Location
- 250 Rue Gamelin Gatineau, Quebec, J8Y 1W9 Canada
- Coordinates: 45°26′37″N 75°44′56″W﻿ / ﻿45.44361°N 75.74889°W

Information
- School type: Private High School
- Motto: Créateur de passions
- Established: c. 1997-1998
- Status: Open
- Director: Roxane Saumier
- Grades: Grades 7 to 12
- Gender: Mixed
- Language: French
- Team name: Arsenal
- Website: https://collegenf.ca

= Collège Nouvelles-Frontières =

Private high school in Gatineau, Québec, Canada

Collège Nouvelles-Frontières is a private secondary school, founded in 1998, located in the Outaouais region, in the province of Quebec, Canada. It is located on Rue de Gamelin near the Hull Hospital.

== History ==

Due to demand from parents in Collège Saint-Alexandre since 1992, the school was originally founded in 1997 as Collège préuniversitaire Saint-Alexandre to give students preuniversitary classes.

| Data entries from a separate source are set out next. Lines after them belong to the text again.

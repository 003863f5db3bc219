use chrono::{Datelike, NaiveDate};

use crate::error::{CongestionError, Result};

/// The single date format accepted at ingestion.
pub const RECORD_DATE_FORMAT: &str = "%Y-%m-%d";

/// Short month labels indexed 0–11 (January = 0).
pub const MONTH_LABELS: [&str; 12] = [
    "Jan", "Feb", "Mar", "Apr", "May", "Jun", "Jul", "Aug", "Sep", "Oct", "Nov", "Dec",
];

/// Two-digit hour labels `"00"`–`"23"`, used both as hour-filter options and
/// as the x-axis of the hourly profile.
pub const HOUR_LABELS: [&str; 24] = [
    "00", "01", "02", "03", "04", "05", "06", "07", "08", "09", "10", "11", "12", "13", "14",
    "15", "16", "17", "18", "19", "20", "21", "22", "23",
];

// ── Record dates ──────────────────────────────────────────────────────────────

/// Parse a record date in the fixed [`RECORD_DATE_FORMAT`].
///
/// No locale-dependent fallbacks are attempted: `"15/01/2025"` and
/// `"Jan 15 2025"` are rejected rather than guessed at.
pub fn parse_record_date(s: &str) -> Result<NaiveDate> {
    NaiveDate::parse_from_str(s.trim(), RECORD_DATE_FORMAT)
        .map_err(|_| CongestionError::InvalidDate(s.to_string()))
}

/// Zero-based month index (January = 0) of `date`.
pub fn month_index(date: NaiveDate) -> usize {
    date.month0() as usize
}

// ── Hours ─────────────────────────────────────────────────────────────────────

/// Extract the hour of day from an `"HH:MM"` string.
///
/// Only the part before the first `:` is considered, and only its leading
/// digits, so `"8:05"`, `"08:05"` and `"08h:05"` all yield `Some(8)`.
/// Returns `None` when there are no leading digits or the hour is outside
/// `0..=23`.
pub fn parse_hour_of_day(hour: &str) -> Option<usize> {
    let head = hour.split(':').next().unwrap_or("").trim();
    let digits: String = head.chars().take_while(|c| c.is_ascii_digit()).collect();
    if digits.is_empty() {
        return None;
    }
    let value: usize = digits.parse().ok()?;
    (value < 24).then_some(value)
}

// ── Tests ──────────────────────────────────────────────────────────────────────

#[cfg(test)]
mod tests {
    use super::*;

    #[test]
    fn test_parse_record_date_iso() {
        let date = parse_record_date("2025-01-15").unwrap();
        assert_eq!(date, NaiveDate::from_ymd_opt(2025, 1, 15).unwrap());
    }

    #[test]
    fn test_parse_record_date_trims_whitespace() {
        assert!(parse_record_date(" 2025-02-01 ").is_ok());
    }

    #[test]
    fn test_parse_record_date_rejects_locale_formats() {
        assert!(parse_record_date("15/01/2025").is_err());
        assert!(parse_record_date("Jan 15 2025").is_err());
        assert!(parse_record_date("").is_err());
    }

    #[test]
    fn test_parse_record_date_rejects_impossible_day() {
        let err = parse_record_date("2025-02-30").unwrap_err();
        assert_eq!(err.to_string(), "Invalid date: 2025-02-30");
    }

    #[test]
    fn test_month_index_is_zero_based() {
        let jan = NaiveDate::from_ymd_opt(2025, 1, 31).unwrap();
        let dec = NaiveDate::from_ymd_opt(2025, 12, 1).unwrap();
        assert_eq!(month_index(jan), 0);
        assert_eq!(month_index(dec), 11);
    }

    #[test]
    fn test_parse_hour_of_day_two_digits() {
        assert_eq!(parse_hour_of_day("08:15"), Some(8));
        assert_eq!(parse_hour_of_day("23:59"), Some(23));
        assert_eq!(parse_hour_of_day("00:00"), Some(0));
    }

    #[test]
    fn test_parse_hour_of_day_single_digit() {
        assert_eq!(parse_hour_of_day("7:30"), Some(7));
    }

    #[test]
    fn test_parse_hour_of_day_leading_digits_only() {
        assert_eq!(parse_hour_of_day("08h:05"), Some(8));
    }

    #[test]
    fn test_parse_hour_of_day_out_of_range() {
        assert_eq!(parse_hour_of_day("24:00"), None);
        assert_eq!(parse_hour_of_day("99:00"), None);
    }

    #[test]
    fn test_parse_hour_of_day_unparseable() {
        assert_eq!(parse_hour_of_day("morning"), None);
        assert_eq!(parse_hour_of_day(""), None);
        assert_eq!(parse_hour_of_day(":30"), None);
    }

    #[test]
    fn test_hour_labels_are_two_digit() {
        assert!(HOUR_LABELS.iter().all(|h| h.len() == 2));
        assert_eq!(HOUR_LABELS[8], "08");
    }
}
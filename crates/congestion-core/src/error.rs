use thiserror::Error;

/// All errors produced by the congestion dashboard crates.
#[derive(Error, Debug)]
pub enum CongestionError {
    /// A named data source could not be read.
    #[error("Failed to read data source {name}: {source}")]
    SourceRead {
        name: String,
        #[source]
        source: std::io::Error,
    },

    /// A data source was read but produced no valid records.
    #[error("Data source {name} contains no valid records")]
    EmptyDataset { name: String },

    /// A date string did not match the `%Y-%m-%d` ingestion format.
    #[error("Invalid date: {0}")]
    InvalidDate(String),

    /// Pass-through for any raw I/O error that does not carry a source name.
    #[error(transparent)]
    Io(#[from] std::io::Error),
}

/// Convenience alias used throughout the congestion crates.
pub type Result<T> = std::result::Result<T, CongestionError>;
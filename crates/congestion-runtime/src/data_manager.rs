//! Data sources and the primary-then-fallback load.
//!
//! A [`DataSource`] turns a source name into raw text. [`load_with_fallback`]
//! tries the primary dataset, falls back to the sample dataset exactly once,
//! and reports what happened as a [`LoadOutcome`] instead of an error.

use std::path::{Path, PathBuf};

use congestion_core::error::{CongestionError, Result};
use congestion_core::models::Record;
use congestion_data::parser::parse_with_report;

// ── DataSource ────────────────────────────────────────────────────────────────

/// Anything that can return the text of a named dataset.
///
/// Timeouts, if any, are the source's own concern.
pub trait DataSource {
    fn fetch_text(&self, name: &str) -> Result<String>;
}

/// Reads datasets from files in a data directory.
#[derive(Debug, Clone)]
pub struct FileDataSource {
    data_dir: PathBuf,
}

impl FileDataSource {
    pub fn new(data_dir: impl Into<PathBuf>) -> Self {
        Self {
            data_dir: data_dir.into(),
        }
    }

    pub fn data_dir(&self) -> &Path {
        &self.data_dir
    }
}

impl DataSource for FileDataSource {
    fn fetch_text(&self, name: &str) -> Result<String> {
        let path = self.data_dir.join(name);
        tracing::debug!(path = %path.display(), "reading dataset");
        std::fs::read_to_string(&path).map_err(|source| CongestionError::SourceRead {
            name: name.to_string(),
            source,
        })
    }
}

// ── LoadOutcome ───────────────────────────────────────────────────────────────

/// Result of a two-stage load. `rejected` counts malformed lines skipped.
#[derive(Debug)]
pub enum LoadOutcome {
    PrimaryOk {
        records: Vec<Record>,
        rejected: usize,
    },
    FallbackOk {
        records: Vec<Record>,
        rejected: usize,
        primary_error: CongestionError,
    },
    BothFailed {
        primary_error: CongestionError,
        fallback_error: CongestionError,
    },
}

impl LoadOutcome {
    /// The loaded records, `None` when both sources failed.
    pub fn records(&self) -> Option<&[Record]> {
        match self {
            LoadOutcome::PrimaryOk { records, .. } | LoadOutcome::FallbackOk { records, .. } => {
                Some(records)
            }
            LoadOutcome::BothFailed { .. } => None,
        }
    }
}

// ── Loading ───────────────────────────────────────────────────────────────────

/// Load `primary`, or `fallback` when the primary cannot be read or yields no
/// valid records. The fallback is attempted at most once.
pub fn load_with_fallback(source: &dyn DataSource, primary: &str, fallback: &str) -> LoadOutcome {
    let primary_error = match load_one(source, primary) {
        Ok((records, rejected)) => {
            tracing::info!(source = primary, records = records.len(), rejected, "loaded primary dataset");
            return LoadOutcome::PrimaryOk { records, rejected };
        }
        Err(e) => e,
    };
    tracing::warn!(source = primary, error = %primary_error, "primary dataset unavailable; trying fallback");

    match load_one(source, fallback) {
        Ok((records, rejected)) => {
            tracing::info!(source = fallback, records = records.len(), rejected, "loaded fallback dataset");
            LoadOutcome::FallbackOk {
                records,
                rejected,
                primary_error,
            }
        }
        Err(fallback_error) => {
            tracing::warn!(source = fallback, error = %fallback_error, "fallback dataset unavailable");
            LoadOutcome::BothFailed {
                primary_error,
                fallback_error,
            }
        }
    }
}

fn load_one(source: &dyn DataSource, name: &str) -> Result<(Vec<Record>, usize)> {
    let text = source.fetch_text(name)?;
    let report = parse_with_report(&text);
    if report.records.is_empty() {
        return Err(CongestionError::EmptyDataset {
            name: name.to_string(),
        });
    }
    Ok((report.records, report.rejections.len()))
}

// ── Tests ─────────────────────────────────────────────────────────────────────
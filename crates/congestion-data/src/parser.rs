//! Comma-delimited record parsing.
//!
//! Turns the raw text of a congestion dataset into typed [`Record`]s. Lines
//! are validated one at a time: a bad line is logged and skipped, never
//! fatal. Quoted fields are not supported; a comma inside a value splits it.

use congestion_core::models::{DayType, Record};
use congestion_core::time_utils::parse_record_date;
use tracing::{debug, warn};

/// Minimum number of comma-separated fields a data line must carry.
pub const MIN_FIELDS: usize = 11;

// ── Field positions ───────────────────────────────────────────────────────────

const DATE: usize = 0;
const HOUR: usize = 1;
const ISO_WEEK: usize = 2;
const DAY_NAME: usize = 3;
const MONTH: usize = 4;
const DAY_TYPE: usize = 5;
const LANE_ID: usize = 6;
const DIRECTION: usize = 7;
const FROM_POINT: usize = 8;
const TO_POINT: usize = 9;
const CONGESTION: usize = 10;

// ── Report types ──────────────────────────────────────────────────────────────

/// Why a data line produced no record.
#[derive(Debug, Clone, PartialEq)]
pub enum RejectReason {
    TooFewFields { found: usize },
    InvalidCongestion { raw: String },
}

impl std::fmt::Display for RejectReason {
    fn fmt(&self, f: &mut std::fmt::Formatter<'_>) -> std::fmt::Result {
        match self {
            RejectReason::TooFewFields { found } => {
                write!(f, "expected at least {MIN_FIELDS} fields, found {found}")
            }
            RejectReason::InvalidCongestion { raw } => {
                write!(f, "congestion value {raw:?} is not a finite number")
            }
        }
    }
}

/// A rejected data line. `line_number` is 1-based and counts the header.
#[derive(Debug, Clone, PartialEq)]
pub struct LineRejection {
    pub line_number: usize,
    pub reason: RejectReason,
}

/// Outcome of [`parse_with_report`].
#[derive(Debug, Clone, Default)]
pub struct ParseReport {
    pub records: Vec<Record>,
    pub rejections: Vec<LineRejection>,
    /// Non-blank lines after the header.
    pub data_lines: usize,
    /// Accepted records whose date did not parse.
    pub undated: usize,
}

// ── Public API ────────────────────────────────────────────────────────────────

/// Parse dataset text into records, discarding malformed lines.
pub fn parse(text: &str) -> Vec<Record> {
    parse_with_report(text).records
}

/// Parse dataset text and report every rejected line.
///
/// The first line is a header and is skipped without validation. Blank lines
/// are ignored and do not count as data lines.
pub fn parse_with_report(text: &str) -> ParseReport {
    let mut report = ParseReport::default();

    for (idx, line) in text.trim().lines().enumerate().skip(1) {
        if line.trim().is_empty() {
            continue;
        }
        report.data_lines += 1;
        let line_number = idx + 1;

        match parse_line(line) {
            Ok(record) => {
                if record.parsed_date.is_none() {
                    debug!(line = line_number, date = %record.date, "record date did not parse");
                    report.undated += 1;
                }
                report.records.push(record);
            }
            Err(reason) => {
                warn!(line = line_number, %reason, "skipping malformed line");
                report.rejections.push(LineRejection {
                    line_number,
                    reason,
                });
            }
        }
    }

    debug!(
        records = report.records.len(),
        rejected = report.rejections.len(),
        data_lines = report.data_lines,
        "parsed dataset"
    );
    report
}

// ── Internal helpers ──────────────────────────────────────────────────────────

fn parse_line(line: &str) -> Result<Record, RejectReason> {
    let fields: Vec<&str> = line.split(',').map(str::trim).collect();
    if fields.len() < MIN_FIELDS {
        return Err(RejectReason::TooFewFields {
            found: fields.len(),
        });
    }

    let congestion = parse_congestion(fields[CONGESTION]).ok_or_else(|| {
        RejectReason::InvalidCongestion {
            raw: fields[CONGESTION].to_string(),
        }
    })?;

    Ok(Record {
        date: fields[DATE].to_string(),
        parsed_date: parse_record_date(fields[DATE]).ok(),
        hour: fields[HOUR].to_string(),
        iso_week: fields[ISO_WEEK].parse().ok(),
        day_name: fields[DAY_NAME].to_string(),
        month: fields[MONTH].to_string(),
        day_type: DayType::parse(fields[DAY_TYPE]),
        lane_id: fields[LANE_ID].to_string(),
        direction: fields[DIRECTION].to_string(),
        from_point: fields[FROM_POINT].to_string(),
        to_point: fields[TO_POINT].to_string(),
        congestion,
    })
}

/// A finite decimal, or `None`. `"NaN"` and `"inf"` are rejected.
fn parse_congestion(raw: &str) -> Option<f64> {
    raw.parse::<f64>().ok().filter(|v| v.is_finite())
}

// ── Tests ──────────────────────────────────────────────────────────────────────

In October 2000, the school rebranded to Collège préuniversitaire Nouvelles-Frontières. Due to big demand for a privatized secondary school in the region, the school administrators decided to start a new secondary section in the school. They moved inside the old D'Arcy McGee school and the college section has moved to another address.

In 2013, the school has become part of the schools in the region to adopt the educational use of the iPad in school hours. In 2022, it invested into expanding the school.